Benjamin collects the glittering fragments from the arcades of history, the interminable corridor which seems to lead nowhere but still marching endlessly into an unknown distance. The Arcades Project unfolds itself as one charming topographic collections gathering the detritus of the ordinariness of the unremarkable day-to-day existence based on its own model of “dream interpretation”. (xi) Commentaries with varying lengths intersect with philosophical quotations from extensive sources. A host of topics are arranged through the section of “Convolutes”, each opening a primary scene of the historical past. The passage of time has been frequented back and forth. The flashing images of the primal past are held in montage. Leafing through the seminal work of Benjamin just feels like browsing the “magic encyclopedia” with exquisite pictures signifying the passing moments of a splendid fairyland. (xi)
The first entry into the book offers many encounters with the monad-like flâneur, wandering his way around in the “phantasmagorical” scenes of Paris. The imprints he has left give the traces of a lost century, the bourgeoning of high capitalism engendering transformational changes in all the aspects. The objects of the history, once scattered over the historical space, have been rearranged in an attempt to restore the dead past into life. A grand scheme has been set up to awake the ancient time from its deep slumber. The “dialectical image” of works of a past time is “actualized” from the time it is “suddenly recognized”. (xii) The past is reinvented through the “interpenetration of images” of a primal history.
Through the “lost forms” of the past events, we, at the present, recognize our own. (458) We direct our gaze at the tales of peace and prosperity of a past age, only to find that there lurks the dangers of “retrograde tendencies” in the progressive course of history. (476) As a Klee painting named “Angelus Novus” has ever depicted, the angel of history, with his face turning toward the past, is propelled irresistibly by the storm called “progress” into the future to which his back is turned, only to see the pile of debris before him growing skyward. (Benjamin 80) The wreckage of the past catastrophe still keeps piling up while the present is crushed under the increasing heaviness and the future remains an unknown mystery, marked by the reverse progress.
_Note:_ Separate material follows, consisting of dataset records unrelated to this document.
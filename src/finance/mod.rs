//! The finance API surface: its route contracts and the handlers mounted
//! behind them.

mod accounts;
pub mod contracts;
mod organizations;

pub use accounts::{Account, AccountPatch, AccountStore, AccountType, AccountsModule};
pub use organizations::{OrganizationView, OrganizationsModule};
Yet human beings have so much convinced themselves to believe that the redemptive power resides in the past, the place of divinity where the mythic power of salvation belongs. Every time when the harsh reality happens to violate the original project, men with a strong historical sense would revisit the glorious past by their time machine under the excuse of nostalgic wallowing. As the secret agreement between the past generation and the present one has justified the present existence, human beings have good reasons to seek their comfort from the generation precedes before them, from whom their weak Messianic power has derived. (Benjamin 77) It is not the past who demands its resurrection but the present who desperately cries out for it.
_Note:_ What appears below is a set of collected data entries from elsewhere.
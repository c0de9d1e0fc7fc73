//! Organization, membership and role types.

use serde::{Deserialize, Serialize};
use std::fmt;
use std::str::FromStr;
use uuid::Uuid;

/// A member's role within one organization.
///
/// # Example
///
/// ```rust
/// use ledgergate::organizations::OrgRole;
///
/// let role: OrgRole = "admin".parse().unwrap();
/// assert!(role.has_at_least(&OrgRole::Member));
/// assert!(!role.has_at_least(&OrgRole::Owner));
/// ```
#[derive(Clone, Copy, Debug, Default, PartialEq, Eq, Hash, Serialize, Deserialize)]
#[serde(rename_all = "UPPERCASE")]
pub enum OrgRole {
    Owner,
    Admin,
    #[default]
    Member,
}

impl OrgRole {
    pub const ALL: [OrgRole; 3] = [OrgRole::Owner, OrgRole::Admin, OrgRole::Member];

    #[must_use]
    pub fn as_str(&self) -> &'static str {
        match self {
            Self::Owner => "OWNER",
            Self::Admin => "ADMIN",
            Self::Member => "MEMBER",
        }
    }

    /// Higher means more authority.
    #[must_use]
    pub fn hierarchy_level(&self) -> u8 {
        match self {
            Self::Owner => 3,
            Self::Admin => 2,
            Self::Member => 1,
        }
    }

    #[must_use]
    pub fn has_at_least(&self, other: &Self) -> bool {
        self.hierarchy_level() >= other.hierarchy_level()
    }

    /// Every role at or above `self` in the hierarchy.
    #[must_use]
    pub fn and_above(self) -> RoleSet {
        RoleSet::at_least(self)
    }

    fn bit(self) -> u8 {
        match self {
            Self::Owner => 0b001,
            Self::Admin => 0b010,
            Self::Member => 0b100,
        }
    }
}

/// Error returned when parsing a role string fails.
#[derive(Debug, Clone, PartialEq, Eq)]
pub struct ParseRoleError {
    invalid_value: String,
}

impl fmt::Display for ParseRoleError {
    fn fmt(&self, f: &mut fmt::Formatter<'_>) -> fmt::Result {
        write!(
            f,
            "invalid role: '{}' (expected: OWNER, ADMIN, or MEMBER)",
            self.invalid_value
        )
    }
}

impl std::error::Error for ParseRoleError {}

impl FromStr for OrgRole {
    type Err = ParseRoleError;

    fn from_str(s: &str) -> Result<Self, Self::Err> {
        match s.to_ascii_uppercase().as_str() {
            "OWNER" => Ok(Self::Owner),
            "ADMIN" => Ok(Self::Admin),
            "MEMBER" => Ok(Self::Member),
            _ => Err(ParseRoleError {
                invalid_value: s.to_string(),
            }),
        }
    }
}

impl fmt::Display for OrgRole {
    fn fmt(&self, f: &mut fmt::Formatter<'_>) -> fmt::Result {
        f.write_str(self.as_str())
    }
}

/// The set of roles a route accepts. Membership in the set is what the
/// role gate checks; hierarchy only helps build sets.
#[derive(Clone, Copy, Debug, Default, PartialEq, Eq, Hash)]
pub struct RoleSet(u8);

impl RoleSet {
    pub const fn empty() -> Self {
        Self(0)
    }

    pub fn of(roles: &[OrgRole]) -> Self {
        roles.iter().copied().collect()
    }

    pub fn owner_only() -> Self {
        Self::of(&[OrgRole::Owner])
    }

    pub fn owner_or_admin() -> Self {
        Self::of(&[OrgRole::Owner, OrgRole::Admin])
    }

    pub fn any() -> Self {
        Self::of(&OrgRole::ALL)
    }

    pub fn at_least(minimum: OrgRole) -> Self {
        OrgRole::ALL
            .into_iter()
            .filter(|role| role.has_at_least(&minimum))
            .collect()
    }

    #[must_use]
    pub fn with(self, role: OrgRole) -> Self {
        Self(self.0 | role.bit())
    }

    pub fn contains(&self, role: OrgRole) -> bool {
        self.0 & role.bit() != 0
    }

    pub fn is_empty(&self) -> bool {
        self.0 == 0
    }

    /// Roles in the set, highest first.
    pub fn iter(&self) -> impl Iterator<Item = OrgRole> + '_ {
        OrgRole::ALL.into_iter().filter(|role| self.contains(*role))
    }
}

impl FromIterator<OrgRole> for RoleSet {
    fn from_iter<I: IntoIterator<Item = OrgRole>>(iter: I) -> Self {
        iter.into_iter().fold(Self::empty(), Self::with)
    }
}

impl fmt::Display for RoleSet {
    fn fmt(&self, f: &mut fmt::Formatter<'_>) -> fmt::Result {
        let names: Vec<&str> = self.iter().map(|role| role.as_str()).collect();
        f.write_str(&names.join(", "))
    }
}

/// A tenant.
#[derive(Debug, Clone, PartialEq, Eq, Serialize, Deserialize)]
pub struct Organization {
    pub id: Uuid,
    pub name: String,
}

impl Organization {
    pub fn new(name: impl Into<String>) -> Self {
        Self {
            id: Uuid::new_v4(),
            name: name.into(),
        }
    }
}

/// A user's role in one organization. At most one exists per
/// `(organization_id, user_id)` pair.
#[derive(Debug, Clone, PartialEq, Eq, Serialize, Deserialize)]
#[serde(rename_all = "camelCase")]
pub struct Membership {
    pub organization_id: Uuid,
    pub user_id: String,
    pub role: OrgRole,
}

impl Membership {
    pub fn new(organization_id: Uuid, user_id: impl Into<String>, role: OrgRole) -> Self {
        Self {
            organization_id,
            user_id: user_id.into(),
            role,
        }
    }
}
The archives of the primal past mirror the interior of the living time. When we knock on the door at the threshold and enter into the old times, we will often find the striking similitude between the past and the present. We navigate through all the possibilities in the past and take the high ground to justify the torment inflicted on our times. Indeed, the irreparable past comes to its second life as the comfort added to our own happiness at the present moment. The achieves are themselves the stepping stones to open up a new scene to confront the difficulties ahead. There, in the arcades of history, resides the redemptive power which brings forward the deepest part of ourselves.